Conozco empresas que, sobre el papel, lo hacen todo bien. Tienen una misión, una visión y unos valores colgados en cada pared oportuna. Hacen formación y conferencias sobre innovación y emprendimiento. Flirtean con la agilidad. Se gastan dinero en sesiones de “team building” de lo más exótico. Tienen plan estratégico y seguro que se aprestan a tener uno de Transformación Digital. Pero les cuesta horrores cambiar y adaptarse a un mundo de disrupción con poco respeto a las inercias y a las historias de éxito. Y es que cambiar no es escenificar el cambio. La torpeza consiste en imaginar que el cambio es algo desapegado de las personas. No.  Los que levantaron la empresa fueron personas y los que van a hacer el cambio sea realidad o sea un paripé son personas, con sus esfuerzos, sus inseguridades y su compromiso. 

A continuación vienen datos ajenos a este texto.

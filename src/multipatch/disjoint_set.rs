/// Union-find over `0..n` with path halving and union by size.
#[derive(Clone, Debug)]
pub(crate) struct DisjointSet {
    parent: Vec<usize>,
    size: Vec<usize>,
}

impl DisjointSet {
    pub fn new(n: usize) -> Self {
        Self {
            parent: (0..n).collect(),
            size: vec![1; n],
        }
    }

    pub fn find(&mut self, mut i: usize) -> usize {
        while self.parent[i] != i {
            self.parent[i] = self.parent[self.parent[i]];
            i = self.parent[i];
        }
        i
    }

    pub fn union(&mut self, a: usize, b: usize) {
        let (mut a, mut b) = (self.find(a), self.find(b));
        if a == b {
            return;
        }
        if self.size[a] < self.size[b] {
            std::mem::swap(&mut a, &mut b);
        }
        self.parent[b] = a;
        self.size[a] += self.size[b];
    }
}

#[cfg(test)]
mod tests {
    use super::*;

    #[test]
    fn union_is_transitive() {
        let mut set = DisjointSet::new(6);
        set.union(0, 3);
        set.union(3, 5);
        set.union(1, 2);
        assert_eq!(set.find(0), set.find(5));
        assert_eq!(set.find(1), set.find(2));
        assert_ne!(set.find(0), set.find(1));
        assert_eq!(set.find(4), 4);
    }
}
impl<T: FloatingPoint> Patch<T> {
    /// Create a patch without a control grid
    pub fn new(id: usize, space: FunctionSpace<T>) -> Self {
        Self {
            id,
            prefix: "Patch".to_string(),
            space,
            grid: None,
            interfaces: BTreeMap::new(),
            revision: 0,
        }
    }

    /// Create a patch and bind its control grid
    /// # Example
    /// ```
    /// use isopatch::prelude::*;
    /// use nalgebra::Point3;
    ///
    /// let space = FunctionSpace::<f64>::rectangular(1, 1);
    /// let grid = ControlGrid::rectangular(0., 0., 2, 2, 2., 1.);
    /// let patch = Patch::try_new(1, space, grid).unwrap();
    /// assert_eq!(patch.name(), "Patch_1");
    /// let p = patch.point_at(&[0.5, 0.5]).unwrap();
    /// assert!((p - Point3::new(1., 0.5, 0.)).norm() < 1e-12);
    /// ```
    pub fn try_new(
        id: usize,
        space: FunctionSpace<T>,
        grid: ControlGrid<T>,
    ) -> GeometryResult<Self> {
        let mut patch = Self::new(id, space);
        patch.set_control_grid(grid)?;
        Ok(patch)
    }

    /// Wrap the patch into a shared handle
    pub fn into_ptr(self) -> PatchPtr<T> {
        Arc::new(RwLock::new(self))
    }

    pub fn id(&self) -> usize {
        self.id
    }

    /// Same patch under another id.
    /// Shared patches are re-keyed through
    /// [`MultiPatch::set_patch_id`](crate::multipatch::MultiPatch::set_patch_id).
    pub fn with_id(mut self, id: usize) -> Self {
        self.set_id(id);
        self
    }

    pub(crate) fn set_id(&mut self, id: usize) {
        self.id = id;
        self.touch();
    }

    pub fn prefix(&self) -> &str {
        &self.prefix
    }

    pub fn set_prefix(&mut self, prefix: impl Into<String>) {
        self.prefix = prefix.into();
    }

    pub fn name(&self) -> String {
        format!("{}_{}", self.prefix, self.id)
    }

    pub fn dimension(&self) -> usize {
        self.space.dimension()
    }

    /// Polynomial degree in `direction`
    pub fn degree(&self, direction: usize) -> usize {
        self.space.degree(direction)
    }

    pub fn function_space(&self) -> &FunctionSpace<T> {
        &self.space
    }

    pub fn control_grid(&self) -> Option<&ControlGrid<T>> {
        self.grid.as_ref()
    }

    /// Counter bumped by every topological change of the patch
    pub fn revision(&self) -> u64 {
        self.revision
    }

    pub(crate) fn touch(&mut self) {
        self.revision += 1;
    }

    /// The bound control grid, failing when none is bound yet.
    pub fn try_control_grid(&self) -> GeometryResult<&ControlGrid<T>> {
        self.grid.as_ref().ok_or_else(|| GeometryError::TopologyMismatch {
            expected: self.space.numbers(),
            actual: vec![],
        })
    }

    /// Bind a control grid, whose extents must equal the control point counts of the space.
    pub fn set_control_grid(&mut self, grid: ControlGrid<T>) -> GeometryResult<()> {
        let expected = self.space.numbers();
        if grid.sizes() != expected.as_slice() {
            return Err(GeometryError::TopologyMismatch {
                expected,
                actual: grid.sizes().to_vec(),
            });
        }
        self.grid = Some(grid);
        self.touch();
        Ok(())
    }

    /// Replace space and grid together, as refinement does.
    pub(crate) fn replace_geometry(&mut self, space: FunctionSpace<T>, grid: ControlGrid<T>) {
        self.space = space;
        self.grid = Some(grid);
        self.touch();
    }

    /// Transform every control point, leaving the patch untouched on failure.
    pub fn apply_transformation(
        &mut self,
        transformation: &Transformation<T>,
    ) -> GeometryResult<()> {
        match self.grid.as_mut() {
            Some(grid) => grid.try_transform(transformation),
            None => Err(GeometryError::TopologyMismatch {
                expected: self.space.numbers(),
                actual: vec![],
            }),
        }
    }

    /// Evaluate the position and its first and second parametric derivatives.
    ///
    /// Sums the homogeneous control points against the basis, then divides by the
    /// interpolated weight with the quotient rule.
    pub fn evaluate(&self, xi: &[T]) -> GeometryResult<PatchDerivatives<T>> {
        let grid = self.try_control_grid()?;
        let dimension = self.dimension();
        let basis = self.space.evaluate_basis(xi)?;

        let mut a = Vector4::zeros();
        let mut a1 = [Vector4::zeros(); MAX_DIMENSION];
        let mut a2 = [[Vector4::zeros(); MAX_DIMENSION]; MAX_DIMENSION];
        for b in basis.iter() {
            let h = grid.points()[b.index()].homogeneous();
            a += h * b.value();
            for i in 0..dimension {
                a1[i] += h * b.derivative(i);
                for j in 0..dimension {
                    a2[i][j] += h * b.second_derivative(i, j);
                }
            }
        }

        let w = a.w;
        if w.abs() <= T::default_epsilon() {
            return Err(GeometryError::DegenerateGeometry(format!(
                "vanishing weight on {}",
                self.name()
            )));
        }

        let point = a.xyz() / w;
        let first: Vec<Vector3<T>> = (0..dimension)
            .map(|i| (a1[i].xyz() - point * a1[i].w) / w)
            .collect();
        let second = (0..dimension)
            .map(|i| {
                (0..dimension)
                    .map(|j| {
                        (a2[i][j].xyz()
                            - point * a2[i][j].w
                            - first[j] * a1[i].w
                            - first[i] * a1[j].w)
                            / w
                    })
                    .collect()
            })
            .collect();

        Ok(PatchDerivatives {
            point: Point3::from(point),
            first,
            second,
        })
    }

    /// Position at a parametric point
    pub fn point_at(&self, xi: &[T]) -> GeometryResult<Point3<T>> {
        self.evaluate(xi).map(|e| e.point)
    }

    /// Tangent vectors, one per parametric direction
    pub fn derivatives_at(&self, xi: &[T]) -> GeometryResult<Vec<Vector3<T>>> {
        self.evaluate(xi).map(|e| e.first)
    }

    /// Unnormalized normal: the cross product of the tangents for surfaces,
    /// the tangent rotated clockwise about z for curves.
    pub fn normal_at(&self, xi: &[T]) -> GeometryResult<Vector3<T>> {
        let tangents = self.derivatives_at(xi)?;
        normal_of(&tangents)
    }

    /// Box around the control points, which contains the patch
    pub fn bounding_box(&self) -> GeometryResult<BoundingBox<T>> {
        let positions = self.try_control_grid()?.positions()?;
        BoundingBox::new_with_points(positions).ok_or_else(|| {
            GeometryError::DegenerateGeometry(format!("{} has no control points", self.name()))
        })
    }

    pub fn interfaces(&self) -> impl Iterator<Item = &PatchInterface<T>> {
        self.interfaces.values()
    }

    pub fn interface(&self, side: BoundarySide) -> Option<&PatchInterface<T>> {
        self.interfaces.get(&side)
    }

    /// Whether the side has no neighbor
    pub fn is_free(&self, side: BoundarySide) -> bool {
        !self.interfaces.contains_key(&side)
    }

    pub(crate) fn insert_interface(&mut self, interface: PatchInterface<T>) {
        self.interfaces.insert(interface.side(), interface);
        self.touch();
    }

    pub(crate) fn remove_interface(&mut self, side: BoundarySide) -> Option<PatchInterface<T>> {
        let removed = self.interfaces.remove(&side);
        if removed.is_some() {
            self.touch();
        }
        removed
    }

    pub(crate) fn interfaces_mut(&mut self) -> &mut BTreeMap<BoundarySide, PatchInterface<T>> {
        &mut self.interfaces
    }

    pub(crate) fn space_and_grid_mut(
        &mut self,
    ) -> (&mut FunctionSpace<T>, Option<&mut ControlGrid<T>>) {
        (&mut self.space, self.grid.as_mut())
    }

    /// The patch of one dimension less lying on a side, without neighbors.
    pub fn boundary_patch(&self, side: BoundarySide) -> GeometryResult<Patch<T>> {
        let space = self.space.boundary_space(side)?;
        let grid = self.try_control_grid()?.boundary(side)?;
        let mut patch = Patch::try_new(self.id, space, grid)?;
        patch.set_prefix(format!("{}_{}", self.name(), side));
        Ok(patch)
    }

    /// Check the grid binding and the neighbor table.
    /// Every neighbor must still exist and list this patch back on the matching side.
    /// Locks the neighbors for reading.
    pub fn validate(&self) -> GeometryResult<()> {
        let grid = self.try_control_grid()?;
        if grid.sizes() != self.space.numbers().as_slice() {
            return Err(GeometryError::TopologyMismatch {
                expected: self.space.numbers(),
                actual: grid.sizes().to_vec(),
            });
        }

        for interface in self.interfaces.values() {
            let incompatible = |neighbor: usize, reason: &str| {
                GeometryError::IncompatibleInterface {
                    patch: self.id,
                    side: interface.side(),
                    neighbor,
                    neighbor_side: interface.neighbor_side(),
                    reason: reason.to_string(),
                }
            };
            let neighbor = interface
                .neighbor()
                .ok_or_else(|| incompatible(self.id, "the neighbor patch was dropped"))?;
            // a patch matched with itself is already locked by the caller
            let Ok(guard) = neighbor.try_read() else {
                continue;
            };
            let back = guard
                .interface(interface.neighbor_side())
                .filter(|back| back.side() == interface.neighbor_side())
                .ok_or_else(|| incompatible(guard.id(), "the neighbor has no entry back"))?;
            if back.neighbor_side() != interface.side() {
                return Err(incompatible(guard.id(), "the neighbor entry names another side"));
            }
        }
        Ok(())
    }

}
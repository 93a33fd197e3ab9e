use nalgebra::DMatrix;

use crate::error::{GeometryError, GeometryResult};
use crate::knot::KnotVector;
use crate::misc::{knot_tolerance, FloatingPoint};
use crate::patch::PatchPtr;

use super::propagation::{refine_with_propagation, DirectionRequest};

/// Knots to insert along one direction, repeated values inserted as many times as listed.
#[derive(Clone, Debug, PartialEq)]
pub(crate) struct KnotRequest<T> {
    knots: Vec<T>,
}

impl<T: FloatingPoint> KnotRequest<T> {
    pub fn new(knots: Vec<T>) -> Self {
        Self { knots }
    }
}

impl<T: FloatingPoint> DirectionRequest<T> for KnotRequest<T> {
    fn none() -> Self {
        Self { knots: vec![] }
    }

    fn is_none(&self) -> bool {
        self.knots.is_empty()
    }

    /// Multiset difference within the knot tolerance
    fn absorb(&mut self, incoming: &Self) -> Option<Self> {
        let tol = knot_tolerance::<T>();
        let mut pool = self.knots.clone();
        let mut fresh = vec![];
        for knot in incoming.knots.iter() {
            match pool.iter().position(|k| (*k - *knot).abs() <= tol) {
                Some(i) => {
                    pool.swap_remove(i);
                }
                None => fresh.push(*knot),
            }
        }
        if fresh.is_empty() {
            return None;
        }
        self.knots.extend(fresh.iter().copied());
        Some(Self::new(fresh))
    }

    fn mapped(&self, (a, b): (T, T), reversed: bool) -> Self {
        if reversed {
            Self::new(self.knots.iter().map(|k| a + b - *k).collect())
        } else {
            self.clone()
        }
    }

    fn refine(
        &self,
        direction: usize,
        degree: usize,
        knots: &KnotVector<T>,
    ) -> GeometryResult<(usize, KnotVector<T>, DMatrix<T>)> {
        let tol = knot_tolerance::<T>();
        let (a, b) = knots.domain(degree);
        for knot in self.knots.iter() {
            let invalid = |reason: String| GeometryError::InvalidKnotValue {
                direction,
                knot: knot.to_f64().unwrap_or(f64::NAN),
                reason,
            };
            if !(*knot > a + tol && *knot < b - tol) {
                return Err(invalid(format!(
                    "outside the open domain ({}, {})",
                    a.to_f64().unwrap_or(f64::NAN),
                    b.to_f64().unwrap_or(f64::NAN)
                )));
            }
            let requested = self
                .knots
                .iter()
                .filter(|k| (**k - *knot).abs() <= tol)
                .count();
            let existing = knots.multiplicity_of(*knot);
            if existing + requested > degree {
                return Err(invalid(format!(
                    "multiplicity {} would exceed degree {}",
                    existing + requested,
                    degree
                )));
            }
        }

        let (refined, matrix) = knots.refinement_matrix(degree, &self.knots);
        Ok((degree, refined, matrix))
    }
}

/// Insert knots into a patch, one list per parametric direction, keeping its shape.
///
/// The knots are carried through every interface running along the refined direction,
/// so neighbors (and their neighbors) are refined as well and matched sides stay conforming.
/// A knot must lie strictly inside the domain and its multiplicity must stay within the degree.
/// Nothing is modified when any affected patch rejects the refinement.
/// Returns the number of refined patches.
///
/// # Example
/// ```
/// use isopatch::prelude::*;
///
/// let patch = Patch::try_new(
///     1,
///     FunctionSpace::rectangular(2, 1),
///     ControlGrid::rectangular(0., 0., 3, 2, 1., 1.),
/// ).unwrap().into_ptr();
/// insert_knots(&patch, &[vec![0.5], vec![]]).unwrap();
/// assert_eq!(patch.patch().function_space().number(0), 4);
/// assert!(insert_knots(&patch, &[vec![1.0], vec![]]).is_err());
/// ```
pub fn insert_knots<T: FloatingPoint>(
    patch: &PatchPtr<T>,
    knots: &[Vec<T>],
) -> GeometryResult<usize> {
    let requests = knots.iter().map(|k| KnotRequest::new(k.clone())).collect();
    refine_with_propagation(patch, requests)
}
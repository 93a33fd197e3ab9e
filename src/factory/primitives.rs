use nalgebra::{Point3, Vector3};

use crate::error::{GeometryError, GeometryResult};
use crate::grid::{ControlGrid, ControlPoint};
use crate::misc::{scalar, FloatingPoint, Transformable};
use crate::patch::{loft, Patch};
use crate::space::FunctionSpace;
use crate::transformation::Transformation;

/// Coordinate axis normal to the plane of a planar primitive.
#[derive(Debug, Clone, Copy, PartialEq, Eq, Hash, Default)]
#[cfg_attr(feature = "serde", derive(serde::Serialize, serde::Deserialize))]
pub enum Axis {
    X,
    Y,
    #[default]
    Z,
}

impl Axis {
    pub fn vector<T: FloatingPoint>(&self) -> Vector3<T> {
        match self {
            Axis::X => Vector3::x(),
            Axis::Y => Vector3::y(),
            Axis::Z => Vector3::z(),
        }
    }

    /// Rotation sending the xy plane onto the plane normal to the axis,
    /// after turning it by `angle` degrees about z.
    ///
    /// The polar angle is measured from x in the xy plane, from x in the xz plane
    /// and from y in the yz plane.
    pub fn frame<T: FloatingPoint>(&self, angle: T) -> Transformation<T> {
        let quarter = scalar::<T>(90.);
        match self {
            Axis::Z => Transformation::rotation_z(angle),
            Axis::Y => {
                Transformation::rotation_z(angle).appended(&Transformation::rotation_x(quarter))
            }
            Axis::X => Transformation::rotation_z(angle + quarter)
                .appended(&Transformation::rotation_y(quarter)),
        }
    }
}

/// Straight line from `start` to `end` with equally spaced control points.
///
/// # Example
/// ```
/// use isopatch::prelude::*;
/// use nalgebra::Point3;
///
/// let line = line(&Point3::new(0., 0., 0.), &Point3::new(2., 0., 0.), 2).unwrap();
/// assert_eq!(line.function_space().number(0), 3);
/// let p = line.point_at(&[0.25]).unwrap();
/// assert!((p - Point3::new(0.5, 0., 0.)).norm() < 1e-12);
/// ```
pub fn line<T: FloatingPoint>(
    start: &Point3<T>,
    end: &Point3<T>,
    degree: usize,
) -> GeometryResult<Patch<T>> {
    if degree == 0 {
        return Err(GeometryError::InvalidTopology(
            "a line needs a degree of at least 1".to_string(),
        ));
    }
    Patch::try_new(
        0,
        FunctionSpace::primitive(degree),
        ControlGrid::linear(start, degree + 1, end),
    )
}

/// Open uniform curve with the given points as control points.
pub fn curve<T: FloatingPoint>(points: &[Point3<T>], degree: usize) -> GeometryResult<Patch<T>> {
    let space = FunctionSpace::try_uniform(points.len(), degree)?;
    let grid = ControlGrid::try_new(
        vec![points.len()],
        points
            .iter()
            .map(|p| ControlPoint::from_point(p, T::one()))
            .collect(),
    )?;
    Patch::try_new(0, space, grid)
}

/// Exact circular arc of quadratic degree from `start` to `end` degrees,
/// in the plane normal to `axis`.
/// The sweep must lie strictly between 0 and 180 degrees.
///
/// # Example
/// ```
/// use isopatch::prelude::*;
/// use nalgebra::Point3;
///
/// let arc = small_arc(&Point3::origin(), Axis::Z, 2., 0., 90.).unwrap();
/// let p = arc.point_at(&[0.5]).unwrap();
/// assert!((p.coords.norm() - 2.).abs() < 1e-12);
/// assert!((p.x - p.y).abs() < 1e-12);
/// ```
pub fn small_arc<T: FloatingPoint>(
    center: &Point3<T>,
    axis: Axis,
    radius: T,
    start: T,
    end: T,
) -> GeometryResult<Patch<T>> {
    let sweep = end - start;
    if sweep <= T::zero() || sweep >= scalar(180.) {
        return Err(GeometryError::DegenerateGeometry(format!(
            "an arc sweep of {} degrees is out of (0, 180)",
            sweep.to_f64().unwrap_or(f64::NAN)
        )));
    }
    if radius <= T::zero() {
        return Err(GeometryError::DegenerateGeometry(format!(
            "an arc radius of {} is not positive",
            radius.to_f64().unwrap_or(f64::NAN)
        )));
    }

    // symmetric about the x axis before rotation
    let half = sweep * T::pi() / scalar(360.);
    let w = half.cos();
    let x = radius * w;
    let y = radius * half.sin();
    let apex = x + y * half.tan();
    let mut grid = ControlGrid::try_new(
        vec![3],
        vec![
            ControlPoint::new(x, -y, T::zero(), T::one()),
            ControlPoint::new(apex, T::zero(), T::zero(), w),
            ControlPoint::new(x, y, T::zero(), T::one()),
        ],
    )?;

    let middle = start + sweep / scalar(2.);
    let placement = axis
        .frame(middle)
        .appended(&Transformation::translation(center.x, center.y, center.z));
    grid.try_transform(&placement)?;
    Patch::try_new(0, FunctionSpace::primitive(2), grid)
}

/// Annular sector between the arcs of radius `inner` and `outer`; the arcs run along u.
pub fn small_ring<T: FloatingPoint>(
    center: &Point3<T>,
    axis: Axis,
    inner: T,
    outer: T,
    start: T,
    end: T,
) -> GeometryResult<Patch<T>> {
    let inner = small_arc(center, axis, inner, start, end)?;
    let outer = small_arc(center, axis, outer, start, end)?;
    loft(&[&inner, &outer], 1)
}

/// Bilinear rectangle `[x0, x1] x [y0, y1]` in the plane z = 0
pub fn rectangle<T: FloatingPoint>(x0: T, y0: T, x1: T, y1: T) -> GeometryResult<Patch<T>> {
    let z = T::zero();
    parallelogram(
        &Point3::new(x0, y0, z),
        &Point3::new(x1, y0, z),
        &Point3::new(x1, y1, z),
        &Point3::new(x0, y1, z),
    )
}

/// Bilinear patch over the corners `p1 p2 p3 p4` taken counterclockwise.
/// `p1` sits at the parametric origin and u runs from `p1` to `p2`.
pub fn parallelogram<T: FloatingPoint>(
    p1: &Point3<T>,
    p2: &Point3<T>,
    p3: &Point3<T>,
    p4: &Point3<T>,
) -> GeometryResult<Patch<T>> {
    let bottom = line(p1, p2, 1)?;
    let top = line(p4, p3, 1)?;
    loft(&[&bottom, &top], 1)
}

/// Trilinear box spanned by the corners `min` and `max`
///
/// # Example
/// ```
/// use isopatch::prelude::*;
/// use nalgebra::Point3;
///
/// let slab = slab(&Point3::new(0., 0., 0.), &Point3::new(1., 2., 3.)).unwrap();
/// assert_eq!(slab.dimension(), 3);
/// assert_eq!(slab.point_at(&[1., 1., 1.]).unwrap(), Point3::new(1., 2., 3.));
/// ```
pub fn slab<T: FloatingPoint>(min: &Point3<T>, max: &Point3<T>) -> GeometryResult<Patch<T>> {
    let face = |z: T| {
        parallelogram(
            &Point3::new(min.x, min.y, z),
            &Point3::new(max.x, min.y, z),
            &Point3::new(max.x, max.y, z),
            &Point3::new(min.x, max.y, z),
        )
    };
    let bottom = face(min.z)?;
    let top = face(max.z)?;
    loft(&[&bottom, &top], 1)
}

#[cfg(test)]
mod tests {
    use approx::assert_relative_eq;

    use super::*;

    #[test]
    fn arcs_lie_on_their_circle() {
        let center = Point3::new(1., -2., 0.5);
        for axis in [Axis::X, Axis::Y, Axis::Z] {
            let arc = small_arc(&center, axis, 3., 10., 100.).unwrap();
            for i in 0..=10 {
                let p = arc.point_at(&[i as f64 / 10.]).unwrap();
                assert_relative_eq!((p - center).norm(), 3., epsilon = 1e-12);
                assert_relative_eq!((p - center).dot(&axis.vector()), 0., epsilon = 1e-12);
            }
        }
    }

    #[test]
    fn arc_ends_sit_at_the_given_angles() {
        let arc = small_arc(&Point3::origin(), Axis::Z, 1., 30., 120.).unwrap();
        let (s, e) = (30_f64.to_radians(), 120_f64.to_radians());
        assert_relative_eq!(
            arc.point_at(&[0.]).unwrap(),
            Point3::new(s.cos(), s.sin(), 0.),
            epsilon = 1e-12
        );
        assert_relative_eq!(
            arc.point_at(&[1.]).unwrap(),
            Point3::new(e.cos(), e.sin(), 0.),
            epsilon = 1e-12
        );

        // angles in the xz plane start from x
        let arc = small_arc(&Point3::origin(), Axis::Y, 1., 0., 90.).unwrap();
        assert_relative_eq!(arc.point_at(&[1.]).unwrap(), Point3::new(0., 0., 1.), epsilon = 1e-12);
    }

    #[test]
    fn wide_arcs_are_rejected() {
        assert!(small_arc(&Point3::<f64>::origin(), Axis::Z, 1., 0., 180.).is_err());
        assert!(small_arc(&Point3::<f64>::origin(), Axis::Z, 1., 90., 90.).is_err());
        assert!(small_arc(&Point3::<f64>::origin(), Axis::Z, 0., 0., 90.).is_err());
    }

    #[test]
    fn ring_spans_both_radii() {
        let ring = small_ring(&Point3::origin(), Axis::Z, 1., 2., 0., 90.).unwrap();
        assert_eq!(ring.function_space().numbers(), vec![3, 2]);
        assert_relative_eq!(ring.point_at(&[0.5, 0.]).unwrap().coords.norm(), 1., epsilon = 1e-12);
        assert_relative_eq!(ring.point_at(&[0.5, 1.]).unwrap().coords.norm(), 2., epsilon = 1e-12);
        assert_relative_eq!(
            ring.point_at(&[0.5, 0.5]).unwrap().coords.norm(),
            1.5,
            epsilon = 1e-12
        );
    }

    #[test]
    fn quadrilaterals_interpolate_their_corners() {
        let rectangle = rectangle(1., 2., 4., 3.).unwrap();
        assert_eq!(rectangle.point_at(&[0., 0.]).unwrap(), Point3::new(1., 2., 0.));
        assert_eq!(rectangle.point_at(&[1., 0.]).unwrap(), Point3::new(4., 2., 0.));
        assert_eq!(rectangle.point_at(&[0., 1.]).unwrap(), Point3::new(1., 3., 0.));

        let corners = [
            Point3::new(0., 0., 0.),
            Point3::new(2., 0., 0.),
            Point3::new(3., 1., 0.),
            Point3::new(1., 1., 0.),
        ];
        let shape = parallelogram(&corners[0], &corners[1], &corners[2], &corners[3]).unwrap();
        assert_eq!(shape.point_at(&[1., 1.]).unwrap(), corners[2]);
        assert_relative_eq!(
            shape.point_at(&[0.5, 0.5]).unwrap(),
            Point3::new(1.5, 0.5, 0.),
            epsilon = 1e-12
        );
    }

    #[test]
    fn curves_need_enough_points() {
        let points = vec![
            Point3::new(0., 0., 0.),
            Point3::new(1., 1., 0.),
            Point3::new(2., 0., 0.),
        ];
        assert!(curve(&points, 3).is_err());
        let parabola = curve(&points, 2).unwrap();
        assert_relative_eq!(
            parabola.point_at(&[0.5]).unwrap(),
            Point3::new(1., 0.5, 0.),
            epsilon = 1e-12
        );
        assert!(line(&points[0], &points[1], 0).is_err());
    }
}
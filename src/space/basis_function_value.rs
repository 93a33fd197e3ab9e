use super::MAX_DIMENSION;
use crate::misc::FloatingPoint;

/// A basis function not vanishing at an evaluation point.
///
/// Holds the linear control point index the function belongs to, its value
/// and its first and second parametric derivatives (unused directions are zero).
#[derive(Clone, Copy, Debug, PartialEq)]
pub struct BasisFunctionValue<T> {
    index: usize,
    value: T,
    derivatives: [T; MAX_DIMENSION],
    second_derivatives: [[T; MAX_DIMENSION]; MAX_DIMENSION],
}

impl<T: FloatingPoint> BasisFunctionValue<T> {
    pub fn new(index: usize, value: T) -> Self {
        Self {
            index,
            value,
            derivatives: [T::zero(); MAX_DIMENSION],
            second_derivatives: [[T::zero(); MAX_DIMENSION]; MAX_DIMENSION],
        }
    }

    pub fn index(&self) -> usize {
        self.index
    }

    pub fn value(&self) -> T {
        self.value
    }

    pub fn derivative(&self, direction: usize) -> T {
        self.derivatives[direction]
    }

    pub fn second_derivative(&self, i: usize, j: usize) -> T {
        self.second_derivatives[i][j]
    }

    pub(crate) fn set_derivative(&mut self, direction: usize, value: T) {
        self.derivatives[direction] = value;
    }

    pub(crate) fn set_second_derivative(&mut self, i: usize, j: usize, value: T) {
        self.second_derivatives[i][j] = value;
        self.second_derivatives[j][i] = value;
    }
}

La adicción a la inercia es lo natural. Pero la inercia, pensar que el futuro es una prórroga del pasado, no es el paradigma que facilita las adaptaciones ágiles. Y para eso están los líderes, los directivos y la comunidad profesional. Liderar es luchar y dar ejemplo contra las inercias de futuros pretenciosos y contra las arrogancias impostadas. Los líderes están para regresar a la humildad. Para henchirse en vanaglorias sirve cualquiera. Para transformar se requieren liderazgos que sepan vincular capacidades y oportunidades. Liderar es explorar. Liderar es buscar la combinación de eficiencias para el negocio actual y innovación para los negocios futuros.  Liderar es evitar el sobrediagnóstico que impide tomar decisiones no inerciales. Cuando uno no quiere cambiar lo primero que hace es pedir un informe más. Lo segundo es contratar una consultora lo más cara y reputada que pueda para externalizar las decisiones complejas. 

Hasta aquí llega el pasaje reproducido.